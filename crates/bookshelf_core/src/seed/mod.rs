//! Out-of-band provisioning scripts.
//!
//! # Responsibility
//! - Populate sample catalogue data.
//! - Install the role-group permission policy and sync identities into it.
//! - Guarantee an `admin` identity and a profile for every identity.
//!
//! # Invariants
//! - Every script is idempotent: records are matched by their logical key
//!   (author name, book title, library name, librarian name) and never
//!   duplicated.
//! - Each script runs in one immediate transaction. Integrity failures of a
//!   single record are logged and skipped; any other failure rolls the whole
//!   batch back.

pub mod permissions;
pub mod roles;
pub mod sample_data;

pub use permissions::{setup_permissions, GroupPolicy, PermissionReport};
pub use roles::{assign_roles, RoleReport, ADMIN_EMAIL, ADMIN_USERNAME};
pub use sample_data::{seed_sample_data, Dataset};

use crate::model::catalog::{Author, AuthorId, Book, Librarian, Library};
use crate::repo::catalog_repo::CatalogRepository;
use crate::repo::{RepoError, RepoResult};
use log::warn;
use serde::Serialize;

/// Per-entity outcome counters.
#[derive(Debug, Clone, Copy, Default, PartialEq, Eq, Serialize)]
pub struct SeedCounts {
    pub created: usize,
    pub existing: usize,
    pub skipped: usize,
}

impl SeedCounts {
    pub fn total(&self) -> usize {
        self.created + self.existing + self.skipped
    }
}

/// Outcome of `seed_sample_data`.
#[derive(Debug, Clone, Default, PartialEq, Eq, Serialize)]
pub struct SeedReport {
    pub dataset: Dataset,
    pub authors: SeedCounts,
    pub books: SeedCounts,
    pub libraries: SeedCounts,
    pub holdings: SeedCounts,
    pub librarians: SeedCounts,
}

impl SeedReport {
    pub fn created(&self) -> usize {
        self.sections().iter().map(|counts| counts.created).sum()
    }

    pub fn skipped(&self) -> usize {
        self.sections().iter().map(|counts| counts.skipped).sum()
    }

    fn sections(&self) -> [SeedCounts; 5] {
        [
            self.authors,
            self.books,
            self.libraries,
            self.holdings,
            self.librarians,
        ]
    }
}

/// Turns an integrity failure into a skipped record.
pub(crate) fn skip_on_integrity<T>(
    counts: &mut SeedCounts,
    entity: &str,
    result: RepoResult<T>,
) -> RepoResult<Option<T>> {
    match result {
        Ok(value) => Ok(Some(value)),
        Err(RepoError::Integrity(violation)) => {
            warn!(
                "event=seed_skip module=seed status=skipped entity={} reason=\"{}\"",
                entity, violation
            );
            counts.skipped += 1;
            Ok(None)
        }
        Err(err) => Err(err),
    }
}

/// Earliest author named `name`, created when missing.
pub fn get_or_create_author<R: CatalogRepository + ?Sized>(
    repo: &R,
    name: &str,
    counts: &mut SeedCounts,
) -> RepoResult<Author> {
    if let Some(author) = repo.find_authors_by_name(name)?.into_iter().next() {
        counts.existing += 1;
        return Ok(author);
    }
    let author = Author::new(name);
    repo.create_author(&author)?;
    counts.created += 1;
    Ok(author)
}

/// Earliest book titled `title`, created for `author` when missing. An
/// existing book keeps its author.
pub fn get_or_create_book<R: CatalogRepository + ?Sized>(
    repo: &R,
    title: &str,
    author: AuthorId,
    counts: &mut SeedCounts,
) -> RepoResult<Option<Book>> {
    if let Some(book) = repo.find_books_by_title(title)?.into_iter().next() {
        counts.existing += 1;
        return Ok(Some(book));
    }
    let book = Book::new(title, author);
    let created = skip_on_integrity(counts, "book", repo.create_book(&book, &[]))?;
    if created.is_some() {
        counts.created += 1;
    }
    Ok(created.map(|_| book))
}

/// Library named `name`, created when missing.
pub fn get_or_create_library<R: CatalogRepository + ?Sized>(
    repo: &R,
    name: &str,
    counts: &mut SeedCounts,
) -> RepoResult<Library> {
    if let Some(library) = repo.find_library_by_name(name)? {
        counts.existing += 1;
        return Ok(library);
    }
    let library = Library::new(name);
    repo.create_library(&library)?;
    counts.created += 1;
    Ok(library)
}

/// Earliest librarian named `name`, created for `library` when missing.
///
/// A librarian of that name staffing another library is left in place and
/// counted as skipped.
pub fn get_or_create_librarian<R: CatalogRepository + ?Sized>(
    repo: &R,
    name: &str,
    library: &Library,
    counts: &mut SeedCounts,
) -> RepoResult<Option<Librarian>> {
    if let Some(current) = repo.find_librarians_by_name(name)?.into_iter().next() {
        if current.library_uuid == library.uuid {
            counts.existing += 1;
            return Ok(Some(current));
        }
        warn!(
            "event=seed_skip module=seed status=skipped entity=librarian reason=\"already staffs {}\"",
            current.library_uuid
        );
        counts.skipped += 1;
        return Ok(None);
    }
    let librarian = Librarian::new(name, library.uuid);
    let created = skip_on_integrity(counts, "librarian", repo.create_librarian(&librarian))?;
    if created.is_some() {
        counts.created += 1;
    }
    Ok(created.map(|_| librarian))
}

PROBLEM TO WORK ON: Filter the data above, keeping only lines that include the string "self".

WRITTEN ANSWER:
    pub fn total(&self) -> usize {
        self.created + self.existing + self.skipped
    pub fn created(&self) -> usize {
        self.sections().iter().map(|counts| counts.created).sum()
    pub fn skipped(&self) -> usize {
        self.sections().iter().map(|counts| counts.skipped).sum()
    fn sections(&self) -> [SeedCounts; 5] {
            self.authors,
            self.books,
            self.libraries,
            self.holdings,
            self.librarians,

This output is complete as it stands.